### Your instructions
Your reply should be the complete data, reproduced exactly.

[Source data]
Start of Block

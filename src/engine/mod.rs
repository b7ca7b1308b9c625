//! Aggregation engine and derived metrics
//!
//! Pure calculation layer: everything here is a synchronous function over
//! in-memory snapshots, with no I/O and no clock access.

pub mod aggregate;
pub mod energy;

pub use aggregate::{
    classify_status, count_distinct_days, daily_averages, filter_by_date, group_by_date,
    percentage_of_target, sum_exercise, sum_nutrients, ExerciseTotals, NutrientStatus,
};
pub use energy::{calories_burned, resting_energy, target_calories, total_daily_energy};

End of Block

### Task response
filename src/engine/mod.rs
repository b7ca7b1308b9c625
//! Aggregation engine and derived metrics
//!
//! Pure calculation layer: everything here is a synchronous function over
//! in-memory snapshots, with no I/O and no clock access.

pub mod aggregate;
pub mod energy;

pub use aggregate::{
    classify_status, count_distinct_days, daily_averages, filter_by_date, group_by_date,
    percentage_of_target, sum_exercise, sum_nutrients, ExerciseTotals, NutrientStatus,
};
pub use energy::{calories_burned, resting_energy, target_calories, total_daily_energy};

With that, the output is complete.